UN chief urges those turning off lights to remember those who can’t

UN Headquarters, New York: As United Nations Headquarters in New York and other facilities around the globe switch off their lights for Earth Hour, they will be marking their solidarity with the 20 per cent of human kind who live without access to electricity.

“Turning off our lights is a symbol of our commitment to sustainable energy for all,” said UN Secretary General Ban Ki-moon. “We need to fuel our future with clean, efficient and affordable energy. By acting together today, we can power a brighter tomorrow.”

Along with the UN, influential organizations such as UNESCO, the World Organization of the Scout Movement and the Vatican have all declared their support for Earth Hour, which takes place globally at 8:30 local time tomorrow, Saturday 31 March.

Executive Director and Co-Founder of Earth Hour, Andy Ridley said the world’s leading organisations are sending a clear signal that they are committed to doing more to protect the planet.

Mr Ridley said, “The collective impact of these organisations who are lending support to Earth Hour this year is immense. Imagine the possibilities when this impact is translated into action beyond the hour.”

Director General of UNESCO, Irina Bokova joined the UN Chief in supporting Earth Hour urging all 938 UNESCO Heritage sights across the globe to switch off.

Ms Bokova said, “This year, as we celebrate the 40th anniversary of the World Heritage Convention, I appeal to all involved with World Heritage sites around the globe to join the Earth Hour initiative and switch off their lights in the evening of 31 March”.

She added, “With this simple gesture, iconic sites and local communities can show their leadership and commitment for a sustainable planet”.

From the Eiffel Tower in Paris to the Great Wall of China and the world’s tallest building, the Burj Khalifa in Dubai, the most visually captivating icons across the globe will go dark for Earth Hour 2012.

In 2007, WWF-Australia inspired Sydney-siders to show their support for climate change action in the first ever Earth Hour event.

Five years on Earth Hour has grown from a one-city initiative to a 5,251 city strong global movement, last year reaching 1.8 billion people in 135 countries across all seven continents.

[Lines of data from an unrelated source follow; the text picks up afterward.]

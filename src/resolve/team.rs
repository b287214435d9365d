// Team name resolution.
// Finds a team id among the first page of an organization's teams.

use crate::cache::CachedRequester;
use crate::error::{GateError, Result};
use crate::github::Team;
use crate::github::endpoints;

/// Resolves `org` + team name to the team's numeric id.
pub struct TeamResolver<'a> {
    requester: &'a CachedRequester,
}

impl<'a> TeamResolver<'a> {
    pub fn new(requester: &'a CachedRequester) -> Self {
        Self { requester }
    }

    /// Id of the first team named exactly `team` in `org`.
    pub fn resolve(&self, org: &str, team: &str) -> Result<u64> {
        let url = endpoints::org_teams(self.requester.endpoint(), org);
        let teams: Vec<Team> = self.requester.get_json(&url)?;

        find_team_id(&teams, team)
            .ok_or_else(|| GateError::NotFound(format!("{}/{}", org, team)))
    }
}

/// Case-sensitive name match; the first of several same-named teams wins.
pub fn find_team_id(teams: &[Team], name: &str) -> Option<u64> {
    teams.iter().find(|t| t.name == name).map(|t| t.id)
}

#[cfg(test)]
mod tests {
    use super::*;
    use crate::test_support::{MockTransport, test_config, test_requester};
    use tempfile::TempDir;

    fn teams(json: &str) -> Vec<Team> {
        serde_json::from_str(json).unwrap()
    }

    #[test]
    fn test_find_team_id() {
        let list = teams(r#"[{"name":"core","id":5},{"name":"ops","id":9}]"#);
        assert_eq!(find_team_id(&list, "ops"), Some(9));
        assert_eq!(find_team_id(&list, "eng"), None);
        assert_eq!(find_team_id(&list, "Ops"), None);
        assert_eq!(find_team_id(&[], "ops"), None);
    }

    #[test]
    fn test_first_duplicate_wins() {
        let list = teams(r#"[{"name":"ops","id":3},{"name":"ops","id":4}]"#);
        assert_eq!(find_team_id(&list, "ops"), Some(3));
    }

    fn requester(dir: &std::path::Path, mock: &MockTransport) -> CachedRequester {
        test_requester(&test_config(dir), mock)
    }

    #[test]
    fn test_resolve_via_api() {
        let temp_dir = TempDir::new().unwrap();
        let mock = MockTransport::new();
        mock.respond(
            "orgs/acme/teams",
            200,
            r#"[{"name":"core","id":5},{"name":"ops","id":9}]"#,
        );
        let requester = requester(temp_dir.path(), &mock);
        let resolver = TeamResolver::new(&requester);

        assert_eq!(resolver.resolve("acme", "ops").unwrap(), 9);
        let err = resolver.resolve("acme", "eng").unwrap_err();
        assert!(matches!(err, GateError::NotFound(_)));
    }

    #[test]
    fn test_resolve_empty_list() {
        let temp_dir = TempDir::new().unwrap();
        let mock = MockTransport::new();
        mock.respond("orgs/acme/teams", 200, "[]");
        let requester = requester(temp_dir.path(), &mock);

        let err = TeamResolver::new(&requester)
            .resolve("acme", "ops")
            .unwrap_err();
        assert!(matches!(err, GateError::NotFound(_)));
    }

    #[test]
    fn test_resolve_upstream_failure() {
        let temp_dir = TempDir::new().unwrap();
        let mock = MockTransport::new();
        mock.respond("orgs/acme/teams", 403, r#"{"message":"Forbidden"}"#);
        let requester = requester(temp_dir.path(), &mock);

        let err = TeamResolver::new(&requester)
            .resolve("acme", "ops")
            .unwrap_err();
        assert!(matches!(err, GateError::RemoteStatus { status: 403, .. }));
    }

    #[test]
    fn test_resolve_malformed_listing() {
        let temp_dir = TempDir::new().unwrap();
        let mock = MockTransport::new();
        mock.respond("orgs/acme/teams", 200, r#"{"message":"moved"}"#);
        let requester = requester(temp_dir.path(), &mock);

        let err = TeamResolver::new(&requester)
            .resolve("acme", "ops")
            .unwrap_err();
        assert!(matches!(err, GateError::MalformedPayload { .. }));
    }
}
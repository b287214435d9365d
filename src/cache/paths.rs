// Cache path utilities.
// Derives the on-disk file for a (request URL, credential) pair.

use std::path::{Path, PathBuf};

use directories::ProjectDirs;

/// Cache root used when no home directory is available (system services).
pub const SYSTEM_CACHE_DIR: &str = "/var/cache/hubgate";

/// Number of credential characters mixed into a cache key.
pub const TOKEN_PREFIX_LEN: usize = 6;

/// Per-user cache directory (~/.cache/hubgate on Linux), or the system one.
pub fn default_cache_dir() -> PathBuf {
    ProjectDirs::from("", "", "hubgate")
        .map(|dirs| dirs.cache_dir().to_path_buf())
        .unwrap_or_else(|| PathBuf::from(SYSTEM_CACHE_DIR))
}

/// Cache key for a request: the escaped URL joined to a short credential prefix.
///
/// Distinct credentials get distinct entries without the full secret ending up
/// in a filename. Six characters is not a security boundary; anyone who can
/// list the cache directory learns the token prefix.
pub fn cache_key(url: &str, token: &str) -> String {
    let prefix: String = token.chars().take(TOKEN_PREFIX_LEN).collect();
    format!("{}-{}", urlencoding::encode(url), sanitize_name(&prefix))
}

/// Path of the cache file for a request.
pub fn cache_path(root: &Path, url: &str, token: &str) -> PathBuf {
    root.join(cache_key(url, token))
}

/// Sanitize a name for use in filesystem paths.
/// Replaces problematic characters with underscores.
fn sanitize_name(name: &str) -> String {
    name.chars()
        .map(|c| match c {
            '/' | '\\' | ':' | '*' | '?' | '"' | '<' | '>' | '|' | '\0' => '_',
            _ => c,
        })
        .collect()
}
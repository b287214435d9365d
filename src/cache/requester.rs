// Cached GET requests.
// Serves fresh entries from disk, refreshes expired ones and falls back to stale data on failure.

use std::time::Duration;

use serde::de::DeserializeOwned;
use tracing::{info, warn};

use crate::error::Result;
use crate::github::{GitHubClient, RemoteResponse, ResponseSource};
use crate::log::Logger;

use super::store::{CacheEntry, CacheStore};

/// GitHub client fronted by the response cache.
///
/// A fresh hit never touches the network. A miss or an expired entry costs
/// exactly one request; when refreshing an expired entry fails, the stale
/// body is returned instead of the error.
pub struct CachedRequester {
    client: GitHubClient,
    store: CacheStore,
    ttl: Duration,
}

impl CachedRequester {
    /// `ttl_secs` of zero disables caching entirely.
    pub fn new(client: GitHubClient, store: CacheStore, ttl_secs: u64) -> Self {
        Self {
            client,
            store,
            ttl: Duration::from_secs(ttl_secs),
        }
    }

    pub fn client(&self) -> &GitHubClient {
        &self.client
    }

    pub fn store(&self) -> &CacheStore {
        &self.store
    }

    pub fn endpoint(&self) -> &str {
        self.client.endpoint()
    }

    pub fn logger(&self) -> &Logger {
        self.client.logger()
    }

    pub fn caching_enabled(&self) -> bool {
        !self.ttl.is_zero()
    }

    /// GET `url` with the service token, through the cache.
    pub fn get(&self, url: &str) -> Result<RemoteResponse> {
        if !self.caching_enabled() {
            return self.client.fetch(url, None);
        }

        let Some(entry) = self.load_quietly(url) else {
            let response = self.client.fetch(url, None)?;
            if response.is_ok() {
                self.store_quietly(url, &response.body);
            }
            return Ok(response);
        };

        if entry.is_valid(self.ttl) {
            self.logger()
                .scope(|| info!(url, age_secs = entry.age_secs, "use cache"));
            return Ok(RemoteResponse::cached(entry.body, ResponseSource::Cache));
        }

        match self.client.fetch(url, None) {
            Ok(response) if response.is_ok() => {
                self.store_quietly(url, &response.body);
                Ok(response)
            }
            Ok(response) => {
                self.logger().scope(|| {
                    warn!(url, status = response.status, "refresh rejected, serving stale cache")
                });
                Ok(RemoteResponse::cached(entry.body, ResponseSource::StaleCache))
            }
            Err(e) if e.is_fetch_failure() => {
                self.logger()
                    .scope(|| warn!(url, error = %e, "refresh failed, serving stale cache"));
                Ok(RemoteResponse::cached(entry.body, ResponseSource::StaleCache))
            }
            Err(e) => Err(e),
        }
    }

    /// GET `url` through the cache and decode a 200 body.
    pub fn get_json<T: DeserializeOwned>(&self, url: &str) -> Result<T> {
        self.get(url)?.json(url)
    }

    /// An unreadable entry is treated as a miss.
    fn load_quietly(&self, url: &str) -> Option<CacheEntry> {
        match self.store.get(url, self.client.token()) {
            Ok(entry) => entry,
            Err(e) => {
                self.logger().scope(|| {
                    warn!(
                        url,
                        cache_dir = %self.store.root().display(),
                        error = %e,
                        "cache read failed"
                    )
                });
                None
            }
        }
    }

    /// A failed write only costs the next call a network round trip.
    fn store_quietly(&self, url: &str, body: &[u8]) {
        if let Err(e) = self.store.put(url, self.client.token(), body) {
            self.logger().scope(|| {
                warn!(
                    url,
                    cache_dir = %self.store.root().display(),
                    error = %e,
                    "cache write failed"
                )
            });
        }
    }
}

A number of influential leaders have made “I Will If You Will” challenges for this year’s campaign, which encourages people to make a personal challenge in order to inspire friends, family, colleagues and organisations to take action to protect the planet.

Luc Panissod, Secretary General of the World Organization of the Scout Movement (WOSM), which boasts over 30 million members in 161 countries, has thrown his considerable support behind Earth Hour with an I Will If You Will pledge of his own.

Panissod has promised to give up his car for seven days, if 10 000 people don’t print their emails for a week.

He said. “We can all do a little something to create a larger world-wide change”.